START Entries shown

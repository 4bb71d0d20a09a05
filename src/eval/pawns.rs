//! Pawn structure and passed pawns.

use chess::{Board, Color, Piece, Square, EMPTY};

use crate::board::{ADJACENT_FILE_MASKS, FILE_MASKS};

const DOUBLED_PENALTY: i32 = 10;
const ISOLATED_PENALTY: i32 = 12;
const CONNECTED_BONUS: i32 = 6;
const PASSED_BONUS_PER_RANK: i32 = 10;

/// Doubled, isolated and connected pawn terms, both colors netted and then
/// halved: structure matters less here than in normal chess because chains
/// are routinely ripped apart by forced exchanges.
#[must_use]
pub fn pawn_structure(board: &Board) -> i32 {
    let mut score = 0;
    for color in [Color::White, Color::Black] {
        let pawns = *board.pieces(Piece::Pawn) & *board.color_combined(color);
        let sign = if color == Color::White { 1 } else { -1 };

        for file in 0..8 {
            let count = (pawns & FILE_MASKS[file]).popcnt() as i32;
            if count > 1 {
                score -= sign * DOUBLED_PENALTY * (count - 1);
            }
        }

        for sq in pawns {
            let file = sq.get_file().to_index();
            if pawns & ADJACENT_FILE_MASKS[file] == EMPTY {
                score -= sign * ISOLATED_PENALTY;
            } else {
                score += sign * CONNECTED_BONUS;
            }
        }
    }
    score / 2
}

/// Bonus for pawns with no enemy pawn anywhere on their own file, growing
/// with the distance already covered from the starting rank.
#[must_use]
pub fn passed_pawns(board: &Board) -> i32 {
    let mut score = 0;
    for color in [Color::White, Color::Black] {
        let pawns = *board.pieces(Piece::Pawn) & *board.color_combined(color);
        let enemy_pawns = *board.pieces(Piece::Pawn) & *board.color_combined(!color);
        let sign = if color == Color::White { 1 } else { -1 };

        for sq in pawns {
            let file = sq.get_file().to_index();
            if enemy_pawns & FILE_MASKS[file] != EMPTY {
                continue;
            }
            score += sign * PASSED_BONUS_PER_RANK * advance(sq, color);
        }
    }
    score
}

fn advance(sq: Square, color: Color) -> i32 {
    let rank = sq.get_rank().to_index() as i32;
    match color {
        Color::White => rank - 1,
        Color::Black => 6 - rank,
    }
}

#[cfg(test)]
mod tests {
    use super::*;
    use std::str::FromStr;

    #[test]
    fn doubled_isolated_pawns_are_penalized() {
        // Two white pawns stacked on the a-file with no neighbors: one
        // doubling penalty plus two isolation penalties, then halved.
        let board = Board::from_str("4k3/8/8/8/8/P7/P7/4K3 w - - 0 1").expect("valid fen");
        assert_eq!(pawn_structure(&board), (-10 - 12 * 2) / 2);
    }

    #[test]
    fn lone_pawn_is_isolated() {
        let board = Board::from_str("4k3/8/8/8/8/8/P7/4K3 w - - 0 1").expect("valid fen");
        assert_eq!(pawn_structure(&board), -12 / 2);
    }

    #[test]
    fn connected_pawns_earn_their_bonus() {
        let board = Board::from_str("4k3/8/8/8/8/8/PP6/4K3 w - - 0 1").expect("valid fen");
        assert_eq!(pawn_structure(&board), (6 * 2) / 2);
    }

    #[test]
    fn passed_pawn_bonus_grows_with_advance() {
        let near = Board::from_str("4k3/8/8/8/8/P7/8/4K3 w - - 0 1").expect("valid fen");
        let far = Board::from_str("4k3/8/P7/8/8/8/8/4K3 w - - 0 1").expect("valid fen");
        assert_eq!(passed_pawns(&near), 10);
        assert_eq!(passed_pawns(&far), 40);
    }

    #[test]
    fn blocked_file_is_not_passed() {
        let board = Board::from_str("4k3/p7/8/8/8/P7/8/4K3 w - - 0 1").expect("valid fen");
        assert_eq!(passed_pawns(&board), 0);
    }
}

END Entries shown

Your goal: Would you copy out each record precisely as it stands?

Exercise output:
repository 4bb71d0d20a09a05
filename src/eval/pawns.rs
//! Pawn structure and passed pawns.

use chess::{Board, Color, Piece, Square, EMPTY};

use crate::board::{ADJACENT_FILE_MASKS, FILE_MASKS};

const DOUBLED_PENALTY: i32 = 10;
const ISOLATED_PENALTY: i32 = 12;
const CONNECTED_BONUS: i32 = 6;
const PASSED_BONUS_PER_RANK: i32 = 10;

/// Doubled, isolated and connected pawn terms, both colors netted and then
/// halved: structure matters less here than in normal chess because chains
/// are routinely ripped apart by forced exchanges.
#[must_use]
pub fn pawn_structure(board: &Board) -> i32 {
    let mut score = 0;
    for color in [Color::White, Color::Black] {
        let pawns = *board.pieces(Piece::Pawn) & *board.color_combined(color);
        let sign = if color == Color::White { 1 } else { -1 };

        for file in 0..8 {
            let count = (pawns & FILE_MASKS[file]).popcnt() as i32;
            if count > 1 {
                score -= sign * DOUBLED_PENALTY * (count - 1);
            }
        }

        for sq in pawns {
            let file = sq.get_file().to_index();
            if pawns & ADJACENT_FILE_MASKS[file] == EMPTY {
                score -= sign * ISOLATED_PENALTY;
            } else {
                score += sign * CONNECTED_BONUS;
            }
        }
    }
    score / 2
}

/// Bonus for pawns with no enemy pawn anywhere on their own file, growing
/// with the distance already covered from the starting rank.
#[must_use]
pub fn passed_pawns(board: &Board) -> i32 {
    let mut score = 0;
    for color in [Color::White, Color::Black] {
        let pawns = *board.pieces(Piece::Pawn) & *board.color_combined(color);
        let enemy_pawns = *board.pieces(Piece::Pawn) & *board.color_combined(!color);
        let sign = if color == Color::White { 1 } else { -1 };

        for sq in pawns {
            let file = sq.get_file().to_index();
            if enemy_pawns & FILE_MASKS[file] != EMPTY {
                continue;
            }
            score += sign * PASSED_BONUS_PER_RANK * advance(sq, color);
        }
    }
    score
}

fn advance(sq: Square, color: Color) -> i32 {
    let rank = sq.get_rank().to_index() as i32;
    match color {
        Color::White => rank - 1,
        Color::Black => 6 - rank,
    }
}

#[cfg(test)]
mod tests {
    use super::*;
    use std::str::FromStr;

    #[test]
    fn doubled_isolated_pawns_are_penalized() {
        // Two white pawns stacked on the a-file with no neighbors: one
        // doubling penalty plus two isolation penalties, then halved.
        let board = Board::from_str("4k3/8/8/8/8/P7/P7/4K3 w - - 0 1").expect("valid fen");
        assert_eq!(pawn_structure(&board), (-10 - 12 * 2) / 2);
    }

    #[test]
    fn lone_pawn_is_isolated() {
        let board = Board::from_str("4k3/8/8/8/8/8/P7/4K3 w - - 0 1").expect("valid fen");
        assert_eq!(pawn_structure(&board), -12 / 2);
    }

    #[test]
    fn connected_pawns_earn_their_bonus() {
        let board = Board::from_str("4k3/8/8/8/8/8/PP6/4K3 w - - 0 1").expect("valid fen");
        assert_eq!(pawn_structure(&board), (6 * 2) / 2);
    }

    #[test]
    fn passed_pawn_bonus_grows_with_advance() {
        let near = Board::from_str("4k3/8/8/8/8/P7/8/4K3 w - - 0 1").expect("valid fen");
        let far = Board::from_str("4k3/8/P7/8/8/8/8/4K3 w - - 0 1").expect("valid fen");
        assert_eq!(passed_pawns(&near), 10);
        assert_eq!(passed_pawns(&far), 40);
    }

    #[test]
    fn blocked_file_is_not_passed() {
        let board = Board::from_str("4k3/p7/8/8/8/P7/8/4K3 w - - 0 1").expect("valid fen");
        assert_eq!(passed_pawns(&board), 0);
    }
}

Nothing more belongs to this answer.